Vovó Candinha é outra figura que nunca se apagou de minha
recordação.
Não havia, realmente, mulher que tivesse mais prestigio para as crianças
da minha idade. Para nós, era um ser à parte, quase sobrenatural, que se
não confundia com as outras criaturas. É que ninguém no mundo contava melhor
histórias de fadas do que ela.
Devia ter seus setenta anos, rija, gorda, preta, bem preta e cabeça
branca como algodão em pasta.
Morava distante. Vinha ao povoado, de quando em quando, visitar a Luzia,
sua filha caçula, casada com o Lourenço Sapateiro.
E quando corria a noticia de que ela ia chegar, a meninada se assanhava
como se ficasse à espera de uma festa.
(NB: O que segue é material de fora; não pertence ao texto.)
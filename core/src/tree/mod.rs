// Recursive tree generation: stems, tube meshes and leaves.

mod leaf;
mod mesh;
mod params;
mod stem;

use glam::{Mat4, Vec3};
use log::debug;
use rand::{Rng, SeedableRng};
use rand_pcg::Pcg64Mcg;

pub use mesh::extrude_stems;
pub use params::{BranchLevel, LeafParameters, MAX_LEVELS, TreeParameters};
pub use stem::{Stem, StemSegment, TreeGenerator, branch_count_at};

use leaf::build_leaves;

use crate::error::{ConfigurationError, require_finite};
use crate::mesh::Mesh;
use crate::state::GenerationState;

// A tree instance: parameters, placement and lazily built geometry.
//
// Every regeneration runs on a fresh clone of the injected engine, so the
// same parameters and engine always give the same geometry. Use
// [`Tree::set_rng`] for a different tree.
#[derive(Debug, Clone)]
pub struct Tree<R: Rng + Clone = Pcg64Mcg> {
    params: TreeParameters,
    position: Vec3,
    rotation: Vec3, // Euler angles, radians: pitch (x), yaw (y), roll (z)
    rng: R,
    state: GenerationState,

    stems: Vec<Stem>,
    trunk_mesh: Mesh,
    branches_mesh: Mesh,
    leaves_mesh: Mesh,
}

impl Tree<Pcg64Mcg> {
    pub fn with_seed(params: TreeParameters, seed: u64) -> Result<Self, ConfigurationError> {
        Self::new(params, Pcg64Mcg::seed_from_u64(seed))
    }
}

impl<R: Rng + Clone> Tree<R> {
    pub fn new(params: TreeParameters, rng: R) -> Result<Self, ConfigurationError> {
        params.validate()?;
        Ok(Self {
            params,
            position: Vec3::ZERO,
            rotation: Vec3::ZERO,
            rng,
            state: GenerationState::Dirty,
            stems: Vec::new(),
            trunk_mesh: Mesh::default(),
            branches_mesh: Mesh::default(),
            leaves_mesh: Mesh::default(),
        })
    }

    pub fn parameters(&self) -> &TreeParameters {
        &self.params
    }

    pub fn set_parameters(&mut self, params: TreeParameters) -> Result<(), ConfigurationError> {
        params.validate()?;
        self.params = params;
        self.state.mark_dirty();
        Ok(())
    }

    pub fn position(&self) -> Vec3 {
        self.position
    }

    // Moves the instance; geometry is tree-local and stays clean.
    pub fn set_position(&mut self, position: Vec3) {
        self.position = position;
    }

    pub fn rotation(&self) -> Vec3 {
        self.rotation
    }

    pub fn set_rotation(&mut self, rotation: Vec3) -> Result<(), ConfigurationError> {
        require_finite("tree.rotation", rotation.x)?;
        require_finite("tree.rotation", rotation.y)?;
        require_finite("tree.rotation", rotation.z)?;
        self.rotation = rotation;
        self.state.mark_dirty();
        Ok(())
    }

    // Replace the engine; the next `ensure_generated` grows a different tree.
    pub fn set_rng(&mut self, rng: R) {
        self.rng = rng;
        self.state.mark_dirty();
    }

    pub fn state(&self) -> GenerationState {
        self.state
    }

    // Regenerate if dirty. Returns true when work was done.
    pub fn ensure_generated(&mut self) -> bool {
        if !self.state.is_dirty() {
            return false;
        }
        self.regenerate();
        true
    }

    // Unconditionally rebuild stems and meshes.
    pub fn regenerate(&mut self) {
        self.state.begin();
        let mut rng = self.rng.clone();

        self.stems = TreeGenerator::from_validated(&self.params, &mut rng).generate();
        let (trunk, branches) = extrude_stems(&self.stems, self.params.radial_segments);
        self.trunk_mesh = trunk;
        self.branches_mesh = branches;
        self.leaves_mesh = build_leaves(&self.params, &self.stems, &mut rng);

        debug!("tree: {} stems", self.stems.len());
        debug!(
            "tree: trunk {} vertices / {} indices, branches {} / {}, leaves {} / {}",
            self.trunk_mesh.vertex_count(),
            self.trunk_mesh.indices.len(),
            self.branches_mesh.vertex_count(),
            self.branches_mesh.indices.len(),
            self.leaves_mesh.vertex_count(),
            self.leaves_mesh.indices.len()
        );
        self.state.finish();
    }

    // Translation, then pitch, yaw and roll, applied to tree-local geometry.
    pub fn model_matrix(&self) -> Mat4 {
        Mat4::from_translation(self.position)
            * Mat4::from_rotation_x(self.rotation.x)
            * Mat4::from_rotation_y(self.rotation.y)
            * Mat4::from_rotation_z(self.rotation.z)
    }

    // The accessors below return the last generated geometry; call
    // `ensure_generated` first.

    pub fn stems(&self) -> &[Stem] {
        &self.stems
    }

    pub fn trunk_mesh(&self) -> &Mesh {
        &self.trunk_mesh
    }

    pub fn branches_mesh(&self) -> &Mesh {
        &self.branches_mesh
    }

    pub fn leaves_mesh(&self) -> &Mesh {
        &self.leaves_mesh
    }
}

#[cfg(test)]
mod tests {
    use super::*;

    fn leafy() -> TreeParameters {
        let mut params = TreeParameters::default();
        params.level[1].n_down_angle_v = 10.0;
        params.level[1].n_rotate_v = 30.0;
        params.level[2].n_length_v = 0.05;
        params
    }

    #[test]
    fn generation_is_lazy_and_idempotent() {
        let mut tree = Tree::with_seed(leafy(), 42).unwrap();
        assert!(tree.state().is_dirty());
        assert!(tree.trunk_mesh().is_empty());

        assert!(tree.ensure_generated());
        assert_eq!(tree.state(), GenerationState::Clean);
        assert!(!tree.ensure_generated());

        let leaves = tree.leaves_mesh().clone();
        let branches = tree.branches_mesh().clone();
        tree.set_parameters(leafy()).unwrap();
        assert!(tree.ensure_generated());
        assert_eq!(tree.leaves_mesh(), &leaves);
        assert_eq!(tree.branches_mesh(), &branches);
    }

    #[test]
    fn new_engine_grows_a_different_tree() {
        let mut tree = Tree::with_seed(leafy(), 1).unwrap();
        tree.ensure_generated();
        let before = tree.leaves_mesh().clone();

        tree.set_rng(Pcg64Mcg::seed_from_u64(2));
        assert!(tree.state().is_dirty());
        tree.ensure_generated();
        assert_ne!(tree.leaves_mesh(), &before);
    }

    #[test]
    fn disabling_leaves_empties_leaf_mesh() {
        let mut tree = Tree::with_seed(TreeParameters::default(), 7).unwrap();
        tree.ensure_generated();
        assert!(!tree.leaves_mesh().is_empty());

        let params = TreeParameters {
            has_leaves: false,
            ..Default::default()
        };
        tree.set_parameters(params).unwrap();
        tree.ensure_generated();
        assert_eq!(tree.leaves_mesh().vertex_count(), 0);
        assert_eq!(tree.leaves_mesh().indices.len(), 0);
        assert!(!tree.trunk_mesh().is_empty());
    }

    #[test]
    fn invalid_parameters_leave_tree_clean() {
        let mut tree = Tree::with_seed(TreeParameters::default(), 0).unwrap();
        tree.ensure_generated();
        let bad = TreeParameters {
            radial_segments: 2,
            ..Default::default()
        };
        assert!(tree.set_parameters(bad).is_err());
        assert!(!tree.state().is_dirty());
        assert_eq!(tree.parameters().radial_segments, 16);

        assert!(Tree::with_seed(TreeParameters { levels: 9, ..Default::default() }, 0).is_err());
        assert!(Tree::with_seed(TreeParameters { levels: 0, ..Default::default() }, 0).is_err());
    }

    #[test]
    fn rotation_marks_dirty_and_composes_model_matrix() {
        let mut tree = Tree::with_seed(TreeParameters::default(), 0).unwrap();
        tree.ensure_generated();
        tree.set_position(Vec3::new(1.0, 2.0, 3.0));
        assert!(!tree.state().is_dirty());

        tree.set_rotation(Vec3::new(0.0, std::f32::consts::FRAC_PI_2, 0.0)).unwrap();
        assert!(tree.state().is_dirty());
        assert!(tree.set_rotation(Vec3::new(f32::NAN, 0.0, 0.0)).is_err());

        let m = tree.model_matrix();
        let p = m.transform_point3(Vec3::X);
        // yaw by 90° turns +X into -Z, then the translation applies
        assert!((p - Vec3::new(1.0, 2.0, 2.0)).length() < 1e-5);
    }
}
Não saíamos da porta da Luzia,
perguntando insistentemente:
- Quando ela chega?
- Traz muitas histórias bonitas?
- Traz muitas novas?
Era pela manhã que vovó Candinha costuma chegar. O dia nem sempre havia
acabado e já a pequena estava à beira do rio para recebê-la. Mal ia saltando da
canoa, nós corríamos a abraçá-la com tanta afoiteza e tanta efusão que havia
perigo de lhe rasgarmos o vestido rodado, de chita ramulhada.
- Quantas histórias a vovó traz? Perguntávamos.
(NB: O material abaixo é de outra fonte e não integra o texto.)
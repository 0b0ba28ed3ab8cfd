use std::f32::consts::{PI, TAU};

use glam::{Quat, Vec2, Vec3};
use rand::Rng;

use super::params::{LeafParameters, TreeParameters};
use super::stem::{Stem, perpendicular, variance};
use crate::mesh::{Mesh, MeshBuilder, Vertex};

// Leaves start this far along a stem
const LEAF_START: f32 = 0.2;
const LEAVES_AROUND: usize = 2;
const SIMPLE_LEAF_SEGMENTS: usize = 10;
const POINTS_PER_LOBE: usize = 5;

// Leaf-local frame: `right` across the blade, `up` along it, `normal` out of it
#[derive(Debug, Clone, Copy)]
struct LeafFrame {
    center: Vec3,
    right: Vec3,
    up: Vec3,
    normal: Vec3,
}

// Leaf mesh for every stem of the deepest level. Empty when leaves are off.
pub(crate) fn build_leaves<R: Rng + ?Sized>(params: &TreeParameters, stems: &[Stem], rng: &mut R) -> Mesh {
    let mut mb = MeshBuilder::new();
    if !params.has_leaves || params.leaves_per_branch == 0 {
        return mb.build();
    }

    let deepest = params.levels - 1;
    let count = params.leaves_per_branch;
    for stem in stems.iter().filter(|s| s.level == deepest) {
        let last = stem.segments.len().saturating_sub(1);
        for i in 0..count {
            let spread = if count > 1 { i as f32 / (count - 1) as f32 } else { 0.0 };
            let t = (LEAF_START + spread * (1.0 - LEAF_START) + variance(rng, 0.05)).clamp(0.0, 1.0);
            let seg = &stem.segments[((t * last as f32) as usize).min(last)];

            for j in 0..LEAVES_AROUND {
                let angle = i as f32 / count as f32 * TAU * 3.0
                    + j as f32 / LEAVES_AROUND as f32 * TAU
                    + variance(rng, 0.3);
                let position = seg.position + seg.direction * variance(rng, 0.02);
                emit_leaf(&mut mb, params, position, seg.direction, angle, rng);
            }
        }
    }
    mb.build()
}

// Orient one leaf around the stem, tilt it off the stem axis and emit it
fn emit_leaf<R: Rng + ?Sized>(
    mb: &mut MeshBuilder,
    params: &TreeParameters,
    position: Vec3,
    stem_dir: Vec3,
    angle: f32,
    rng: &mut R,
) {
    // ±30% size variation
    let scale = params.leaf_scale * (0.7 + rng.random::<f32>() * 0.6);

    let up = Quat::from_axis_angle(stem_dir, angle) * perpendicular(stem_dir);
    let right = stem_dir.cross(up);
    let tilt = Quat::from_axis_angle(right.normalize(), (25.0 + rng.random::<f32>() * 20.0).to_radians());

    let frame = LeafFrame {
        center: position,
        right,
        up: tilt * up,
        normal: tilt * stem_dir,
    };
    if params.leaf.lobe_count == 1 {
        simple_leaf(mb, frame, scale, &params.leaf);
    } else {
        lobed_leaf(mb, frame, scale, &params.leaf);
    }
}

// Outline point of the simple leaf at parameter `i` (x across, y along)
fn simple_outline(i: usize, width: f32, height: f32) -> Vec2 {
    let angle = i as f32 / SIMPLE_LEAF_SEGMENTS as f32 * TAU;
    let (sin, cos) = angle.sin_cos();
    let mut x = cos * width * (1.0 - sin.abs() * 0.5);
    let mut y = sin * height;
    // sharpen the tip
    if sin > 0.7 {
        let tip = (sin - 0.7) / 0.3;
        x *= 1.0 - tip * 0.5;
        y *= 1.0 + tip * 0.2;
    }
    Vec2::new(x, y)
}

// Pointed oval, double-sided, fanned from the centre.
fn simple_leaf(mb: &mut MeshBuilder, frame: LeafFrame, scale: f32, leaf: &LeafParameters) {
    let width = leaf.lobe_width * scale;
    let height = leaf.lobe_height * scale;
    let outline: Vec<Vec2> = (0..=SIMPLE_LEAF_SEGMENTS)
        .map(|i| simple_outline(i, width, height))
        .collect();
    let rim: Vec<(Vec3, Vec2)> = outline
        .iter()
        .map(|p| {
            let uv = Vec2::new(0.5 + p.x / width * 0.5, 0.5 + p.y / height * 0.5);
            (frame.center + frame.right * p.x + frame.up * p.y, uv)
        })
        .collect();
    emit_fan(mb, &frame, frame.center, &rim, false);
}

// Fan of `lobe_count` lobes spread evenly around the centre, double-sided.
fn lobed_leaf(mb: &mut MeshBuilder, frame: LeafFrame, scale: f32, leaf: &LeafParameters) {
    let center = frame.center + frame.up * leaf.lobe_offset * scale;
    let mut rim = Vec::with_capacity(leaf.lobe_count * (POINTS_PER_LOBE + 1));

    for lobe in 0..leaf.lobe_count {
        let lobe_angle = lobe as f32 / leaf.lobe_count as f32 * TAU;
        let (sin, cos) = lobe_angle.sin_cos();
        let reach = leaf.lobe_height * scale * if lobe == 0 { 1.0 } else { leaf.lobe_scale };
        let dir = frame.right * cos + frame.up * sin;
        let side = frame.up * cos - frame.right * sin;
        let tip = center + dir * reach;

        for p in 0..=POINTS_PER_LOBE {
            let t = p as f32 / POINTS_PER_LOBE as f32;
            // Blade bulges sideways between stalk and tip
            let bulge = side * (t * PI).sin() * leaf.lobe_width * scale * 0.5;
            let uv = Vec2::new(0.5 + cos * t * 0.5, 0.5 + sin * t * 0.5);
            rim.push((center.lerp(tip, t) + bulge, uv));
        }
    }
    emit_fan(mb, &frame, center, &rim, true);
}

// Front and back triangle fans over the same rim. A closed rim wraps its last
// point back to the first.
fn emit_fan(mb: &mut MeshBuilder, frame: &LeafFrame, center: Vec3, rim: &[(Vec3, Vec2)], closed: bool) {
    let fans = if closed { rim.len() } else { rim.len().saturating_sub(1) };
    let n = rim.len() as u32;

    for (normal, front) in [(frame.normal, true), (-frame.normal, false)] {
        let hub = mb.push_vertex(Vertex::new(center, normal, Vec2::splat(0.5)));
        for &(position, uv) in rim {
            mb.push_vertex(Vertex::new(position, normal, uv));
        }
        for i in 0..fans as u32 {
            let a = hub + 1 + i;
            let b = hub + 1 + (i + 1) % n;
            if front {
                mb.push_triangle(hub, a, b);
            } else {
                mb.push_triangle(hub, b, a);
            }
        }
    }
}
- Um bandão delas, respondia a velha.
De dia não conseguíamos que ela nos contasse história nenhuma.
- Quem conta história de dia, dizia, negando-se, cria rabo de macaco.
Mal a noite começava a cair, a meninada caminhava para casa de Luzia,
como se dirigisse para um teatro. Após o jantar, vovó Candinha vinha então
sentar-se ao batente da porta que dava para o terreiro.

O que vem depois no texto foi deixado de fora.